It would take a filmmaker like Quentin Tarantino to due cinematic justice to a scene such as the one that ends chapter 15. You don’t mess with the prophet Samuel.
This is an epic chapter in the story of 1 & 2 Samuel. Massive turning point happens here.
I think a crucial question in this story is: Are we willing to say “Yes” to God, no matter what?
Because here’s one of the questions going on in the story: Is King Saul someone willing to take orders? Is he willing to do what God says? Will he obey?
He’s had some military success against the Philistines, a nation that has oppressed Israel. Now God tells him to go on the offensive against the Amalekites and wipe them out. Every last person and animal. But he doesn’t.

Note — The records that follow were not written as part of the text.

use chrono::{Datelike, Days, NaiveDate, Weekday};

/// This is the standard way of converting a date to a history key in daymaker.
pub fn date_to_record_name(date: NaiveDate) -> String {
    date.format("%Y-%m-%d").to_string()
}

/// Inverse of [date_to_record_name]. Returns `None` for keys that aren't ISO dates.
pub fn record_name_to_date(name: &str) -> Option<NaiveDate> {
    NaiveDate::parse_from_str(name, "%Y-%m-%d").ok()
}

/// First and last day of `year`. Falls back to the chrono limits for years chrono can't
/// represent, which yields an empty iteration rather than a panic.
pub fn year_bounds(year: i32) -> (NaiveDate, NaiveDate) {
    match (
        NaiveDate::from_ymd_opt(year, 1, 1),
        NaiveDate::from_ymd_opt(year, 12, 31),
    ) {
        (Some(start), Some(end)) => (start, end),
        _ => (NaiveDate::MAX, NaiveDate::MIN),
    }
}

/// Sunday on or before `date`.
pub fn week_start_sunday(date: NaiveDate) -> NaiveDate {
    let offset = date.weekday().num_days_from_sunday() as u64;
    date.checked_sub_days(Days::new(offset)).unwrap_or(date)
}

/// Saturday on or after `date`.
pub fn week_end_saturday(date: NaiveDate) -> NaiveDate {
    let offset = 6 - date.weekday().num_days_from_sunday() as u64;
    date.checked_add_days(Days::new(offset)).unwrap_or(date)
}

/// Inclusive ascending iterator over calendar days.
pub fn days_inclusive(start: NaiveDate, end: NaiveDate) -> impl Iterator<Item = NaiveDate> {
    start
        .iter_days()
        .take_while(move |day| *day <= end)
}

pub fn short_month_name(month0: u32) -> &'static str {
    const MONTHS: [&str; 12] = [
        "Jan", "Feb", "Mar", "Apr", "May", "Jun", "Jul", "Aug", "Sep", "Oct", "Nov", "Dec",
    ];
    MONTHS[month0 as usize % 12]
}

/// Single letter weekday label used by the weekly chart.
pub fn narrow_weekday(weekday: Weekday) -> &'static str {
    match weekday {
        Weekday::Sun | Weekday::Sat => "S",
        Weekday::Mon => "M",
        Weekday::Tue | Weekday::Thu => "T",
        Weekday::Wed => "W",
        Weekday::Fri => "F",
    }
}

#[cfg(test)]
mod tests {
    use chrono::{Datelike, NaiveDate, Weekday};

    use super::{days_inclusive, record_name_to_date, week_end_saturday, week_start_sunday, year_bounds};

    #[test]
    fn week_alignment() {
        // 2026-01-01 is a Thursday
        let jan_first = NaiveDate::from_ymd_opt(2026, 1, 1).unwrap();
        let start = week_start_sunday(jan_first);
        assert_eq!(start, NaiveDate::from_ymd_opt(2025, 12, 28).unwrap());
        assert_eq!(start.weekday(), Weekday::Sun);

        let dec_last = NaiveDate::from_ymd_opt(2026, 12, 31).unwrap();
        let end = week_end_saturday(dec_last);
        assert_eq!(end, NaiveDate::from_ymd_opt(2027, 1, 2).unwrap());

        let sunday = NaiveDate::from_ymd_opt(2026, 3, 1).unwrap();
        assert_eq!(week_start_sunday(sunday), sunday);
    }

    #[test]
    fn leap_year_day_count() {
        let (start, end) = year_bounds(2028);
        assert_eq!(days_inclusive(start, end).count(), 366);
        let (start, end) = year_bounds(2026);
        assert_eq!(days_inclusive(start, end).count(), 365);
    }

    #[test]
    fn record_names() {
        assert_eq!(
            record_name_to_date("2026-03-14"),
            NaiveDate::from_ymd_opt(2026, 3, 14)
        );
        assert_eq!(record_name_to_date("not-a-date"), None);
    }
}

Perhaps a lesson in the story then becomes, as human beings in God’s world, stewarding God’s creation and leading his people, we are not fit to give orders if we’re unwilling to follow orders. Will we obey?
Can you imagine what it must have felt like to be rejected by God?
Rabbit trail: Is this divinely ordained genocide?
It’s important to note that nowhere else after this in the Bible is a command like this given (we could find some similar things in Joshua, but that’s earlier in the timeline).
As ancient people understood covenants, such as that God made to Israel, the enemies of one party become the enemy of the other. Antagonists of Israel are then antagonists of Israel’s God, since Israel now represents God on the earth.
After the Exodus, as Israel wander in the wilderness, the nation of Amalek terrorized the vulnerable Israelites numerous times. And now in 1 Samuel, several generations later, they experience the consequences of their actions.
Nowhere in the New Testament do Jesus or the apostles encourage violence against enemies.